Chapter 54 Harper #2

“You are incorrigible.”

“I’m thorough. There’s a difference.”

“There really isn’t.”

He leaned over and pressed a kiss to my temple, and I felt it all the way down to my toes.

Later, I kept my promise.

I stood in the kitchen, wearing nothing but a pale blue apron and a questionable amount of self-respect. The ties knotted at my lower back, the fabric barely covering everything that mattered, and I could feel Knox’s gaze on me like a physical thing. Warm. Heavy. Relentless.

“Stop staring and make yourself useful.” I pulled the chicken out of the fridge.

“I am useful. I’m providing moral support.”

“You’re providing a distraction.”

“Also useful.”

I pointed the spatula at him. “You. Chair. Now.”

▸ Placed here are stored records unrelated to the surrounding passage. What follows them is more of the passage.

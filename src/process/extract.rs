use tracing::{debug, trace};

use crate::error::ExtractError;
use crate::process::dataset::Row;
use crate::process::header::HeaderClassifier;
use crate::process::raw_table::RawTable;
use crate::process::utils::clean_cell;
use crate::schema::DocumentCategory;

/// Located header plus the data rows below it, all at the category's width.
#[derive(Debug, Clone, PartialEq, Eq)]
pub struct ExtractedTable {
    pub header: Row,
    pub rows: Vec<Row>,
}

/// Turn per-page raw tables into a header and fixed-width data rows.
///
/// - every cell is cleaned and all-blank rows are dropped
/// - the first header-like row becomes the header; anything above it is preamble
/// - header-like rows further down (page-break repeats) are skipped
/// - rows are padded or truncated to `category.expected_width()`
///
/// Pages without a table (`None`) are simply skipped.
pub fn extract_table(
    pages: &[Option<RawTable>],
    category: DocumentCategory,
    classifier: &HeaderClassifier,
) -> Result<ExtractedTable, ExtractError> {
    // 1) flatten + clean, in page order
    let flat: Vec<Row> = pages
        .iter()
        .flatten()
        .flat_map(|table| table.rows.iter())
        .map(|raw| raw.iter().map(|c| clean_cell(c.as_deref())).collect::<Row>())
        .filter(|row| !row.is_blank())
        .collect();
    trace!(category = %category, rows = flat.len(), "flattened page rows");

    // 2) locate the header
    let header_idx = flat
        .iter()
        .position(|row| classifier.is_header(row.cells()))
        .ok_or(ExtractError::MissingHeader)?;
    if header_idx > 0 {
        debug!(category = %category, skipped = header_idx, "discarded preamble rows");
    }

    let width = category.expected_width();
    let mut rest = flat.into_iter().skip(header_idx);
    let mut header = rest.next().ok_or(ExtractError::MissingHeader)?;
    header.fit_width(width);

    // 3) data rows, minus repeated headers
    let mut repeated = 0usize;
    let rows: Vec<Row> = rest
        .filter(|row| {
            let is_repeat = classifier.is_header(row.cells());
            if is_repeat {
                repeated += 1;
            }
            !is_repeat
        })
        .map(|mut row| {
            row.fit_width(width);
            row
        })
        .filter(|row| !row.is_blank())
        .collect();

    debug!(
        category = %category,
        rows = rows.len(),
        repeated_headers = repeated,
        "extracted table"
    );
    Ok(ExtractedTable { header, rows })
}
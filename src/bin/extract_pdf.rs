use anyhow::{Context, Result};
use refdrugs::{
    config::Config,
    logging, output,
    pdf::{LopdfTableReader, TableReader},
    process::process_pages,
    schema::DocumentCategory,
};
use std::{env, fs, path::Path};
use tracing::info;

/// Run one local PDF through extraction without touching the network.
fn main() -> Result<()> {
    logging::init();

    let args: Vec<String> = env::args().collect();
    if args.len() < 3 || args.len() > 4 {
        eprintln!(
            "Usage: {} <lista_a|lista_a_excluidos|lista_b|lista_b_excluidos> <file.pdf> [out.csv]",
            args[0]
        );
        std::process::exit(1);
    }
    let category: DocumentCategory = args[1].parse()?;
    let pdf_path = Path::new(&args[2]);

    let cfg = Config::load(env::var("REFDRUGS_CONFIG").ok().as_deref().map(Path::new))?;
    let bytes = fs::read(pdf_path).with_context(|| format!("reading {}", pdf_path.display()))?;

    let pages = LopdfTableReader.read_pages(&bytes)?;
    let dataset = process_pages(&pages, category, &cfg.classifier())?;

    println!("{}: {} records", category, dataset.len());
    println!("columns: {}", dataset.header().cells().join(" | "));

    if let Some(out) = args.get(3) {
        output::write_dataset_csv(out, &dataset)?;
        info!(path = %out, "wrote csv");
    }
    Ok(())
}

He dropped into one of the kitchen chairs and leaned back, stretching his legs out and crossing his arms behind his head. The picture of innocence, if innocence were six foot four and covered in tattoos and looking at you like he was calculating exactly how long it would take to get that apron off.

I turned back to the stove.

The sauce was the first thing. Crushing the San Marzano tomatoes by hand, the juice bursting between my fingers, then garlic and olive oil hitting the hot pan with a sizzle that filled the kitchen. The scent bloomed through the air and I heard Knox inhale behind me.

“That,” he said, “is already better than anything I’ve smelled in years.”

“Wait until I add the basil.”

I was dicing onions when I felt him behind me. Not touching. Just close. The heat of his body along my bare back, his breath stirring the hair at the nape of my neck.

“You’re supposed to be in the chair,” I said.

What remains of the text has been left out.